## WHAT TO PRODUCE
Search the data for the word "Clone" and copy every line that contains it.

(Collected data)
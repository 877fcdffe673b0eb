use dioxus::prelude::*;

use crate::{
    domain::{resolve_dashboard, AppState, DashboardView},
    ui::{
        components::toast::{Toast, ToastQueue},
        pages::{DashboardPage, LandingPage},
        shell::Shell,
    },
    util::{assets, config::load_settings},
};

#[derive(Routable, Clone, PartialEq)]
pub enum Route {
    #[route("/")]
    Landing {},
    #[route("/credit-dashboard")]
    CreditDashboard {},
}

#[component]
pub fn App() -> Element {
    let state = use_signal(|| AppState::with_settings(load_settings()));
    use_context_provider(|| state);

    let toasts = use_signal(ToastQueue::default);
    use_context_provider(|| toasts);

    rsx! {
        document::Link { rel: "icon", href: assets::favicon_data_uri() }
        document::Style { "{assets::main_css()}" }
        document::Style { "{assets::tailwind_css()}" }
        Router::<Route> {}
        Toast {}
    }
}

#[component]
pub fn Landing() -> Element {
    rsx! { Shell { LandingPage {} } }
}

/// Without a payload nothing is rendered, not even the shell, and the
/// history entry is replaced with the landing page.
#[component]
pub fn CreditDashboard() -> Element {
    let state = use_context::<Signal<AppState>>();
    let nav = use_navigator();
    let view = resolve_dashboard(state.read().payload.as_ref());
    let redirect = matches!(view, DashboardView::Redirect);

    use_effect(move || {
        if redirect {
            tracing::info!("dashboard opened without recommendations; returning to landing");
            nav.replace(Route::Landing {});
        }
    });

    match view {
        DashboardView::Render(payload) => rsx! { Shell { DashboardPage { payload } } },
        DashboardView::Redirect => rsx! {},
    }
}
use std::time::Duration;

use super::entities::RecommendationId;

/// Delay before the open styles apply, so the height transition has a start frame.
pub const EXPAND_SETTLE_DELAY: Duration = Duration::from_millis(50);
/// Length of the closing transition before the panel body is dropped.
pub const COLLAPSE_DELAY: Duration = Duration::from_millis(500);
/// Clicked card ends up this many pixels below the top of the viewport.
pub const SCROLL_TOP_OFFSET: f64 = 100.0;

#[derive(Clone, Copy, Debug, Default, PartialEq, Eq)]
pub enum PanelPhase {
    #[default]
    Collapsed,
    Opening,
    Open,
    Closing,
}

impl PanelPhase {
    /// Body is mounted (possibly mid-transition).
    pub fn is_mounted(&self) -> bool {
        !matches!(self, PanelPhase::Collapsed)
    }

    /// Body is at full height.
    pub fn is_visible(&self) -> bool {
        matches!(self, PanelPhase::Open)
    }
}

#[derive(Clone, Copy, Debug, PartialEq, Eq)]
pub enum ExpansionCommand {
    /// Scroll the card into place, then schedule `settle_open` after `EXPAND_SETTLE_DELAY`.
    ScrollAndExpand { id: RecommendationId },
    /// Schedule `finish_collapse` after `COLLAPSE_DELAY`.
    BeginCollapse { id: RecommendationId },
}

/// At most one card panel is expanded at a time.
#[derive(Clone, Copy, Debug, Default, PartialEq, Eq)]
pub struct ExpansionController {
    current: Option<(RecommendationId, PanelPhase)>,
}

impl ExpansionController {
    pub fn new() -> Self {
        Self::default()
    }

    pub fn expanded(&self) -> Option<RecommendationId> {
        self.current.map(|(id, _)| id)
    }

    pub fn phase_of(&self, id: RecommendationId) -> PanelPhase {
        match self.current {
            Some((current, phase)) if current == id => phase,
            _ => PanelPhase::Collapsed,
        }
    }

    /// Click handler. Clicking the expanded card collapses it; clicking any
    /// other card makes it the single expanded one.
    pub fn toggle(&mut self, id: RecommendationId) -> ExpansionCommand {
        match self.current {
            Some((current, _)) if current == id => {
                self.current = Some((id, PanelPhase::Closing));
                ExpansionCommand::BeginCollapse { id }
            }
            _ => {
                self.current = Some((id, PanelPhase::Opening));
                ExpansionCommand::ScrollAndExpand { id }
            }
        }
    }

    /// Returns false when the timer belongs to a panel that is no longer opening.
    pub fn settle_open(&mut self, id: RecommendationId) -> bool {
        match self.current {
            Some((current, PanelPhase::Opening)) if current == id => {
                self.current = Some((id, PanelPhase::Open));
                true
            }
            _ => false,
        }
    }

    /// Returns false when the card was reopened or replaced during the delay.
    pub fn finish_collapse(&mut self, id: RecommendationId) -> bool {
        match self.current {
            Some((current, PanelPhase::Closing)) if current == id => {
                self.current = None;
                true
            }
            _ => false,
        }
    }
}

/// Smooth scroll so the element's top sits `SCROLL_TOP_OFFSET` below the viewport top.
pub fn scroll_script(anchor: &str) -> String {
    format!(
        "(function() {{ \
            const el = document.getElementById('{anchor}'); \
            if (!el) {{ return; }} \
            const top = el.getBoundingClientRect().top + window.scrollY - {SCROLL_TOP_OFFSET}; \
            window.scrollTo({{ top: top, behavior: 'smooth' }}); \
        }})();"
    )
}

#[cfg(test)]
mod tests {
    use super::*;

    fn open(controller: &mut ExpansionController, id: RecommendationId) {
        controller.toggle(id);
        controller.settle_open(id);
    }

    #[test]
    fn click_expands_then_settles_open() {
        let mut controller = ExpansionController::new();
        let id = RecommendationId::new();
        assert_eq!(controller.toggle(id), ExpansionCommand::ScrollAndExpand { id });
        assert_eq!(controller.phase_of(id), PanelPhase::Opening);
        assert!(controller.settle_open(id));
        assert_eq!(controller.phase_of(id), PanelPhase::Open);
    }

    #[test]
    fn second_click_collapses_after_delay() {
        let mut controller = ExpansionController::new();
        let id = RecommendationId::new();
        open(&mut controller, id);

        assert_eq!(controller.toggle(id), ExpansionCommand::BeginCollapse { id });
        assert_eq!(controller.phase_of(id), PanelPhase::Closing);
        assert_eq!(controller.expanded(), Some(id));

        assert!(controller.finish_collapse(id));
        assert_eq!(controller.expanded(), None);
        assert_eq!(controller.phase_of(id), PanelPhase::Collapsed);
    }

    #[test]
    fn never_two_expanded_cards() {
        let mut controller = ExpansionController::new();
        let first = RecommendationId::new();
        let second = RecommendationId::new();
        open(&mut controller, first);
        controller.toggle(second);

        assert_eq!(controller.expanded(), Some(second));
        assert_eq!(controller.phase_of(first), PanelPhase::Collapsed);
        assert!(controller.phase_of(second).is_mounted());
    }

    #[test]
    fn stale_collapse_timer_does_not_close_replacement() {
        let mut controller = ExpansionController::new();
        let first = RecommendationId::new();
        let second = RecommendationId::new();
        open(&mut controller, first);
        controller.toggle(first);
        controller.toggle(second);

        assert!(!controller.finish_collapse(first));
        assert_eq!(controller.expanded(), Some(second));
    }

    #[test]
    fn clicking_a_closing_card_keeps_it_closing() {
        let mut controller = ExpansionController::new();
        let id = RecommendationId::new();
        open(&mut controller, id);
        controller.toggle(id);
        assert_eq!(controller.toggle(id), ExpansionCommand::BeginCollapse { id });
        assert!(controller.finish_collapse(id));
        assert!(!controller.finish_collapse(id));
    }

    #[test]
    fn settle_is_ignored_after_replacement() {
        let mut controller = ExpansionController::new();
        let first = RecommendationId::new();
        let second = RecommendationId::new();
        controller.toggle(first);
        controller.toggle(second);
        assert!(!controller.settle_open(first));
        assert_eq!(controller.phase_of(second), PanelPhase::Opening);
    }

    #[test]
    fn scroll_script_targets_anchor_with_offset() {
        let script = scroll_script("card-abc");
        assert!(script.contains("getElementById('card-abc')"));
        assert!(script.contains("- 100"));
        assert!(script.contains("behavior: 'smooth'"));
    }
}
use dioxus::prelude::*;

use crate::domain::{score_rating, GaugeAnimation, GaugeArc, GaugeTick, SCORE_BANDS};

/// Drives a single count-up run. The timer task dies with the component.
fn use_gauge_animation(target: u32) -> Signal<GaugeAnimation> {
    let mut animation = use_signal(move || {
        let mut animation = GaugeAnimation::default();
        animation.start(target);
        animation
    });

    let task = use_hook(move || {
        spawn(async move {
            let interval = animation.peek().interval();
            loop {
                tokio::time::sleep(interval).await;
                if !animation.peek().is_running() {
                    break;
                }
                match animation.with_mut(|state| state.tick()) {
                    GaugeTick::Continue(_) => {}
                    GaugeTick::Done(value) => {
                        tracing::debug!(score = value, "score gauge settled");
                        break;
                    }
                    GaugeTick::Stopped => break,
                }
            }
        })
    });

    use_drop(move || {
        if let Ok(mut state) = animation.try_write() {
            state.cancel();
        }
        task.cancel();
    });

    animation
}

#[component]
pub fn ScoreGauge(target: u32) -> Element {
    let animation = use_gauge_animation(target);
    let displayed = animation.read().displayed();
    let arc = GaugeArc::new(displayed);
    let rating = score_rating(displayed);

    rsx! {
        div { class: "relative flex justify-center items-center mb-8",
            div { class: "relative w-48 h-48",
                svg {
                    class: "w-full h-full -rotate-90 transform",
                    view_box: "0 0 200 200",
                    circle {
                        class: "gauge-track",
                        cx: "100",
                        cy: "100",
                        r: "{arc.radius}",
                        stroke_width: "12",
                        fill: "none",
                    }
                    circle {
                        class: "gauge-progress",
                        cx: "100",
                        cy: "100",
                        r: "{arc.radius}",
                        stroke_width: "12",
                        fill: "none",
                        stroke_linecap: "round",
                        stroke: arc.color,
                        stroke_dasharray: "{arc.circumference}",
                        stroke_dashoffset: "{arc.offset}",
                    }
                }
                div { class: "absolute inset-0 flex items-center justify-center",
                    div { class: "text-center",
                        div { class: "text-5xl font-bold", "{displayed}" }
                        div { class: "text-sm text-gray-400 mt-2", "{rating}" }
                    }
                }
            }
        }
        ScoreLegend { displayed }
    }
}

#[component]
fn ScoreLegend(displayed: u32) -> Element {
    let entries = SCORE_BANDS
        .iter()
        .map(|band| {
            let opacity = if band.contains(displayed) { "1" } else { "0.5" };
            (band, opacity)
        })
        .collect::<Vec<_>>();

    rsx! {
        div { class: "grid grid-cols-2 gap-2 text-sm mb-6",
            for (band, opacity) in entries {
                div {
                    key: "{band.min}",
                    class: "flex items-center space-x-2",
                    style: "opacity: {opacity}",
                    div {
                        class: "w-3 h-3 rounded-full",
                        style: "background-color: {band.color}",
                    }
                    span { "{band.legend_label()}" }
                }
            }
        }
    }
}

## RESPONSE FOR THIS EXERCISE
#[derive(Routable, Clone, PartialEq)]
#[derive(Clone, Copy, Debug, Default, PartialEq, Eq)]
#[derive(Clone, Copy, Debug, PartialEq, Eq)]
#[derive(Clone, Copy, Debug, Default, PartialEq, Eq)]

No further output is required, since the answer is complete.